Por su parte España adoptó su propia legislación de FIRMA ELECTRÓNICA el 17 de Septiembre de 1999 cuyo ámbito de aplicación se delimita únicamente a la regulación del uso de la firma electrónica o digital, el reconocimiento de su eficacia jurídica y la prestación al público de servicios de certificación. Esta legislación únicamente trata la materia de la firma electrónica o digital y no se basa en la Ley Modelo de la CNUDMI del Comercio Electrónico.
El objetivo que debe cumplir cualquier legislación que se adopte en torno a las figuras jurídicas del comercio electrónico es facilitar dicho comercio por medio de mensajes electrónicos fiables y minimizar la incidencia de la falsificación de las firmas electrónicas y del fraude en el comercio electrónico.
En conclusión podemos decir que la firma autógrafa es diferente a la firma electrónica o digital pero ambas cumplen funciones importantes en su propio ámbito documental. Por esta razón en el presente artículo se insiste en la necesidad del reconocimiento legal de la validez jurídica y fuerza obligatoria del documento electrónico y de la firma electrónica o digital por cada ordenamiento jurídico de Centroamérica.
La cultura del papel está siendo desplazada paulatinamente hacia la cultura digital por ésta razón es importante que se adopten las medidas necesarias para que tanto los documentos digitales y las firmas electrónicas o digitales sean válidas, constituyan prueba fehaciente y brinden seguridad y certeza tanto técnica como jurídica a los participantes del comercio electrónico en Centroamérica.
Notas:
1. La Firma Digital: Criptografía, Leyes y Política. Versión 1. Ignacio Mendivil. pp.7
2. Biometría: "Estudio mensurativo o estadístico de los fenómenos o procesos biológicos. Biométrico: perteneciente o relativo a la biometría."
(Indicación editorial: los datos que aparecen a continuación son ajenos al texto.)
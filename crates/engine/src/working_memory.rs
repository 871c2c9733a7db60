//! Working-memory manager — a compact, explicitly-scoped context blob.
//!
//! Working memory is distinct from full conversation history: a single
//! record per `(scope, scope_id)` that the model reads at every loop start
//! and updates through dedicated tools. Three modes exist — free text, a
//! fixed markdown template the model fills in, and a schema-constrained
//! structured object. Schema-mode writes are validated structurally before
//! the stored value is overwritten; a failed validation rejects the write
//! and keeps the previous value.

use std::sync::Arc;

use async_trait::async_trait;
use tracing::debug;

use taskweave_core::context::OperationContext;
use taskweave_core::error::{MemoryError, ToolError};
use taskweave_core::memory::{
    MemoryStore, ScopeKey, WorkingMemoryConfig, WorkingMemoryMode, WorkingMemoryRecord,
    WorkingMemoryScope,
};
use taskweave_core::schema;
use taskweave_core::tool::{Tool, ToolOutput};

/// Mediates all working-memory reads and writes for one agent.
pub struct WorkingMemoryManager {
    store: Arc<dyn MemoryStore>,
    config: WorkingMemoryConfig,
}

impl WorkingMemoryManager {
    pub fn new(store: Arc<dyn MemoryStore>, config: WorkingMemoryConfig) -> Self {
        Self { store, config }
    }

    pub fn config(&self) -> &WorkingMemoryConfig {
        &self.config
    }

    /// Resolve the scope key for this operation, if the relevant identifier
    /// is present.
    pub fn scope_key(
        &self,
        conversation_id: Option<&str>,
        user_id: Option<&str>,
    ) -> Option<ScopeKey> {
        match self.config.scope {
            WorkingMemoryScope::Conversation => conversation_id.map(ScopeKey::conversation),
            WorkingMemoryScope::User => user_id.map(ScopeKey::user),
        }
    }

    /// The current record, if any.
    pub async fn get(&self, key: &ScopeKey) -> Result<Option<WorkingMemoryRecord>, MemoryError> {
        self.store.working_memory(key).await
    }

    /// Render the working-memory section for the system instructions:
    /// usage guidance, the active shape (template or schema), and the
    /// current content.
    pub async fn render_section(&self, key: &ScopeKey) -> Result<String, MemoryError> {
        let record = self.store.working_memory(key).await?;

        let mut section = String::from("## Working Memory\n");
        section.push_str(
            "A persistent scratchpad, separate from the conversation. \
             Use the update_working_memory tool to keep it current and \
             get_working_memory to re-read it.\n",
        );

        match &self.config.mode {
            WorkingMemoryMode::FreeText => {}
            WorkingMemoryMode::Template { template } => {
                section.push_str("Fill in this template:\n");
                section.push_str(template);
                section.push('\n');
            }
            WorkingMemoryMode::Schema { schema } => {
                section.push_str("Updates must be JSON matching this schema:\n");
                section.push_str(&schema.to_string());
                section.push('\n');
            }
        }

        section.push_str("\nCurrent content:\n");
        match record {
            Some(r) => section.push_str(&r.content),
            None => section.push_str("(empty)"),
        }
        section.push('\n');

        Ok(section)
    }

    /// Overwrite the record, validating schema-mode content first.
    ///
    /// A schema-mode payload that does not parse as JSON or does not match
    /// the configured shape is rejected with
    /// [`MemoryError::SchemaMismatch`]; the stored value is untouched.
    pub async fn update(&self, key: &ScopeKey, content: &str) -> Result<(), MemoryError> {
        if let WorkingMemoryMode::Schema { schema: shape } = &self.config.mode {
            let value: serde_json::Value = serde_json::from_str(content)
                .map_err(|e| MemoryError::SchemaMismatch(format!("not valid JSON: {e}")))?;
            schema::validate(&value, shape).map_err(MemoryError::SchemaMismatch)?;
        }

        debug!(key = %key, bytes = content.len(), "Working memory updated");
        self.store
            .set_working_memory(key, WorkingMemoryRecord::new(content))
            .await
    }

    /// Remove the record.
    pub async fn clear(&self, key: &ScopeKey) -> Result<(), MemoryError> {
        self.store.clear_working_memory(key).await
    }
}

// ── Built-in tools ────────────────────────────────────────────────────────

fn memory_tool_error(name: &str, err: MemoryError) -> ToolError {
    ToolError::ExecutionFailed {
        tool_name: name.into(),
        reason: err.to_string(),
    }
}

/// Built-in `get_working_memory` tool.
pub struct GetWorkingMemoryTool {
    manager: Arc<WorkingMemoryManager>,
    key: ScopeKey,
}

impl GetWorkingMemoryTool {
    pub fn new(manager: Arc<WorkingMemoryManager>, key: ScopeKey) -> Self {
        Self { manager, key }
    }
}

#[async_trait]
impl Tool for GetWorkingMemoryTool {
    fn name(&self) -> &str {
        "get_working_memory"
    }

    fn description(&self) -> &str {
        "Read the current working-memory content for this scope"
    }

    fn parameters_schema(&self) -> serde_json::Value {
        serde_json::json!({ "type": "object", "properties": {} })
    }

    async fn execute(
        &self,
        _arguments: serde_json::Value,
        _ctx: &OperationContext,
    ) -> Result<ToolOutput, ToolError> {
        let record = self
            .manager
            .get(&self.key)
            .await
            .map_err(|e| memory_tool_error("get_working_memory", e))?;

        Ok(match record {
            Some(r) => ToolOutput::text(r.content),
            None => ToolOutput::text("Working memory is empty."),
        })
    }
}

/// Built-in `update_working_memory` tool.
pub struct UpdateWorkingMemoryTool {
    manager: Arc<WorkingMemoryManager>,
    key: ScopeKey,
}

impl UpdateWorkingMemoryTool {
    pub fn new(manager: Arc<WorkingMemoryManager>, key: ScopeKey) -> Self {
        Self { manager, key }
    }
}

#[async_trait]
impl Tool for UpdateWorkingMemoryTool {
    fn name(&self) -> &str {
        "update_working_memory"
    }

    fn description(&self) -> &str {
        "Overwrite the working-memory content for this scope"
    }

    fn parameters_schema(&self) -> serde_json::Value {
        serde_json::json!({
            "type": "object",
            "properties": {
                "content": {
                    "type": "string",
                    "description": "The full new working-memory content"
                }
            },
            "required": ["content"]
        })
    }

    async fn execute(
        &self,
        arguments: serde_json::Value,
        _ctx: &OperationContext,
    ) -> Result<ToolOutput, ToolError> {
        let content = arguments["content"].as_str().unwrap_or_default();
        self.manager
            .update(&self.key, content)
            .await
            .map_err(|e| memory_tool_error("update_working_memory", e))?;
        Ok(ToolOutput::text("Working memory updated."))
    }
}

/// Built-in `clear_working_memory` tool.
pub struct ClearWorkingMemoryTool {
    manager: Arc<WorkingMemoryManager>,
    key: ScopeKey,
}

impl ClearWorkingMemoryTool {
    pub fn new(manager: Arc<WorkingMemoryManager>, key: ScopeKey) -> Self {
        Self { manager, key }
    }
}

#[async_trait]
impl Tool for ClearWorkingMemoryTool {
    fn name(&self) -> &str {
        "clear_working_memory"
    }

    fn description(&self) -> &str {
        "Erase the working-memory content for this scope"
    }

    fn parameters_schema(&self) -> serde_json::Value {
        serde_json::json!({ "type": "object", "properties": {} })
    }

    async fn execute(
        &self,
        _arguments: serde_json::Value,
        _ctx: &OperationContext,
    ) -> Result<ToolOutput, ToolError> {
        self.manager
            .clear(&self.key)
            .await
            .map_err(|e| memory_tool_error("clear_working_memory", e))?;
        Ok(ToolOutput::text("Working memory cleared."))
    }
}
//! In-memory store — useful for testing and ephemeral operations.
//!
//! Messages are held per conversation in append order with an optional
//! retention limit (oldest pruned first). Semantic recall works by vector
//! similarity when an [`Embedder`](crate::vector::Embedder) is attached,
//! and falls back to keyword-overlap scoring otherwise.

use std::collections::HashMap;

use async_trait::async_trait;
use tokio::sync::RwLock;
use tracing::debug;

use taskweave_core::error::MemoryError;
use taskweave_core::memory::{
    MemoryStore, MessageFilter, ScopeKey, WorkingMemoryRecord,
};
use taskweave_core::message::Message;

use crate::vector::{keyword_score, vector_search, SharedEmbedder};

#[derive(Default)]
struct Inner {
    conversations: HashMap<String, Vec<Message>>,
    working: HashMap<ScopeKey, WorkingMemoryRecord>,
}

/// An in-memory store backed by per-conversation message vectors.
pub struct InMemoryStore {
    inner: RwLock<Inner>,
    max_messages: Option<usize>,
    embedder: Option<SharedEmbedder>,
}

impl InMemoryStore {
    pub fn new() -> Self {
        Self {
            inner: RwLock::new(Inner::default()),
            max_messages: None,
            embedder: None,
        }
    }

    /// Keep at most `max` messages per conversation, pruning oldest first.
    pub fn with_retention(mut self, max: usize) -> Self {
        self.max_messages = Some(max);
        self
    }

    /// Attach an embedder: appended messages get embeddings, and semantic
    /// recall ranks by cosine similarity instead of keyword overlap.
    pub fn with_embedder(mut self, embedder: SharedEmbedder) -> Self {
        self.embedder = Some(embedder);
        self
    }

    /// Total number of stored messages across all conversations.
    pub async fn message_count(&self) -> usize {
        self.inner
            .read()
            .await
            .conversations
            .values()
            .map(|v| v.len())
            .sum()
    }
}

impl Default for InMemoryStore {
    fn default() -> Self {
        Self::new()
    }
}

#[async_trait]
impl MemoryStore for InMemoryStore {
    fn name(&self) -> &str {
        "in_memory"
    }

    async fn append(
        &self,
        conversation_id: &str,
        mut messages: Vec<Message>,
    ) -> Result<(), MemoryError> {
        if let Some(embedder) = &self.embedder {
            for msg in &mut messages {
                if msg.embedding.is_none() {
                    msg.embedding = Some(embedder.embed(&msg.content));
                }
            }
        }

        let mut inner = self.inner.write().await;
        let entry = inner
            .conversations
            .entry(conversation_id.to_string())
            .or_default();
        entry.extend(messages);

        if let Some(max) = self.max_messages
            && entry.len() > max
        {
            let excess = entry.len() - max;
            entry.drain(..excess);
            debug!(conversation_id, pruned = excess, "Pruned oldest messages");
        }

        Ok(())
    }

    async fn messages(
        &self,
        conversation_id: &str,
        filter: &MessageFilter,
    ) -> Result<Vec<Message>, MemoryError> {
        let inner = self.inner.read().await;
        let Some(stored) = inner.conversations.get(conversation_id) else {
            return Ok(Vec::new());
        };

        let mut matching: Vec<Message> = stored
            .iter()
            .filter(|m| filter.matches(m))
            .cloned()
            .collect();
        matching.sort_by_key(|m| m.timestamp);

        if let Some(limit) = filter.limit
            && matching.len() > limit
        {
            matching.drain(..matching.len() - limit);
        }

        Ok(matching)
    }

    async fn semantic_recall(
        &self,
        conversation_id: &str,
        query: &str,
        top_k: usize,
        min_score: f32,
    ) -> Result<Vec<Message>, MemoryError> {
        let inner = self.inner.read().await;
        let Some(stored) = inner.conversations.get(conversation_id) else {
            return Ok(Vec::new());
        };

        if let Some(embedder) = &self.embedder {
            let query_embedding = embedder.embed(query);
            return Ok(vector_search(stored, &query_embedding, top_k, min_score));
        }

        // Keyword fallback: overlap fraction of query words.
        let mut scored: Vec<(f32, &Message)> = stored
            .iter()
            .filter_map(|m| {
                let score = keyword_score(&m.content, query);
                (score > 0.0 && score >= min_score).then_some((score, m))
            })
            .collect();
        scored.sort_by(|a, b| b.0.partial_cmp(&a.0).unwrap_or(std::cmp::Ordering::Equal));
        scored.truncate(top_k);

        let mut selected: Vec<Message> = scored.into_iter().map(|(_, m)| m.clone()).collect();
        selected.sort_by_key(|m| m.timestamp);
        Ok(selected)
    }

    async fn working_memory(
        &self,
        key: &ScopeKey,
    ) -> Result<Option<WorkingMemoryRecord>, MemoryError> {
        Ok(self.inner.read().await.working.get(key).cloned())
    }

    async fn set_working_memory(
        &self,
        key: &ScopeKey,
        record: WorkingMemoryRecord,
    ) -> Result<(), MemoryError> {
        self.inner.write().await.working.insert(key.clone(), record);
        Ok(())
    }

    async fn clear_working_memory(&self, key: &ScopeKey) -> Result<(), MemoryError> {
        self.inner.write().await.working.remove(key);
        Ok(())
    }
}
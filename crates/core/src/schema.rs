//! Structural JSON-shape validation.
//!
//! Validates a value against the subset of JSON Schema that tool parameter
//! schemas and working-memory shapes actually use: `type`, `properties` +
//! `required`, `items`, and `enum`. Unknown keywords are ignored.

use serde_json::Value;

/// Validate `value` against `schema`.
///
/// Returns the first violation as a human-readable path message, suitable
/// for surfacing to the model as an error-shaped result.
pub fn validate(value: &Value, schema: &Value) -> std::result::Result<(), String> {
    validate_at(value, schema, "$")
}

fn validate_at(value: &Value, schema: &Value, path: &str) -> std::result::Result<(), String> {
    let Some(schema_obj) = schema.as_object() else {
        // A non-object schema constrains nothing.
        return Ok(());
    };

    if let Some(expected) = schema_obj.get("type").and_then(|t| t.as_str()) {
        check_type(value, expected, path)?;
    }

    if let Some(allowed) = schema_obj.get("enum").and_then(|e| e.as_array())
        && !allowed.contains(value)
    {
        return Err(format!("{path}: value is not one of the allowed values"));
    }

    if let Some(props) = schema_obj.get("properties").and_then(|p| p.as_object()) {
        if let Some(obj) = value.as_object() {
            for (key, prop_schema) in props {
                if let Some(child) = obj.get(key) {
                    validate_at(child, prop_schema, &format!("{path}.{key}"))?;
                }
            }
        }
    }

    if let Some(required) = schema_obj.get("required").and_then(|r| r.as_array()) {
        let obj = value.as_object();
        for name in required.iter().filter_map(|n| n.as_str()) {
            let present = obj.is_some_and(|o| o.contains_key(name));
            if !present {
                return Err(format!("{path}: missing required property '{name}'"));
            }
        }
    }

    if let Some(item_schema) = schema_obj.get("items")
        && let Some(items) = value.as_array()
    {
        for (i, item) in items.iter().enumerate() {
            validate_at(item, item_schema, &format!("{path}[{i}]"))?;
        }
    }

    Ok(())
}

fn check_type(value: &Value, expected: &str, path: &str) -> std::result::Result<(), String> {
    let matches = match expected {
        "object" => value.is_object(),
        "array" => value.is_array(),
        "string" => value.is_string(),
        "number" => value.is_number(),
        "integer" => value.is_i64() || value.is_u64(),
        "boolean" => value.is_boolean(),
        "null" => value.is_null(),
        // Unknown type keyword constrains nothing.
        _ => true,
    };

    if matches {
        Ok(())
    } else {
        Err(format!("{path}: expected {expected}, got {}", type_name(value)))
    }
}

fn type_name(value: &Value) -> &'static str {
    match value {
        Value::Null => "null",
        Value::Bool(_) => "boolean",
        Value::Number(_) => "number",
        Value::String(_) => "string",
        Value::Array(_) => "array",
        Value::Object(_) => "object",
    }
}

#[cfg(test)]
mod tests {
    use super::*;
    use serde_json::json;

    fn person_schema() -> Value {
        json!({
            "type": "object",
            "properties": {
                "name": { "type": "string" },
                "age": { "type": "integer" },
                "tags": { "type": "array", "items": { "type": "string" } }
            },
            "required": ["name"]
        })
    }

    #[test]
    fn valid_object_passes() {
        let value = json!({"name": "Ada", "age": 36, "tags": ["math"]});
        assert!(validate(&value, &person_schema()).is_ok());
    }

    #[test]
    fn missing_required_property_fails() {
        let value = json!({"age": 36});
        let err = validate(&value, &person_schema()).unwrap_err();
        assert!(err.contains("name"));
    }

    #[test]
    fn wrong_type_fails_with_path() {
        let value = json!({"name": "Ada", "age": "thirty-six"});
        let err = validate(&value, &person_schema()).unwrap_err();
        assert!(err.contains("$.age"));
        assert!(err.contains("integer"));
    }

    #[test]
    fn array_items_validated() {
        let value = json!({"name": "Ada", "tags": ["ok", 42]});
        let err = validate(&value, &person_schema()).unwrap_err();
        assert!(err.contains("$.tags[1]"));
    }

    #[test]
    fn enum_membership_checked() {
        let schema = json!({"type": "string", "enum": ["low", "high"]});
        assert!(validate(&json!("low"), &schema).is_ok());
        assert!(validate(&json!("medium"), &schema).is_err());
    }

    #[test]
    fn non_object_schema_is_permissive() {
        assert!(validate(&json!({"anything": 1}), &json!(true)).is_ok());
    }

    #[test]
    fn extra_properties_are_allowed() {
        let value = json!({"name": "Ada", "unlisted": true});
        assert!(validate(&value, &person_schema()).is_ok());
    }
}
3. Recomendación sobre el valor jurídico de los registros computarizados 1985, Comisión de las Naciones Unidas para el Derecho Mercantil Internacional (CNUDMI). http://www.uncitral.org/sp-index.htm
4. Diccionario de la Real Academia Española, Real Academia Española, vigésima primera edición, Tomo 1. Madrid 1992, pp. 971
5. En la materia de los documentos escritos a parte de la firma autógrafa se admite también otros medios de identificación como son los sellos e incluso las huellas digitales.
6. RSA son las iniciales de RIVEST, SHAMISR & ADLEMAN quienes idearon el sistema de firma electrónica o digital sobre la base de clave pública. Este es el sistema de encriptación más aceptado en el mercado. El sistema HASH de sellamiento, es el sistema de FIRMA ELECTRÓNICA O DIGITAL por medio del cual se pueden verificar los datos fechas de emisión del documento y otros datos de la persona, por medio de una autoridad certificadora.
7. La Firma Digital: Criptografía, Leyes y Política. Versión 1. Ignacio Mendivil. pp.2
Esto quiere decir que del documento original con la aplicación del algoritmo de transformación y la aplicación de la clave pública y privada se forma otro documento denominado "documento firmado o firma".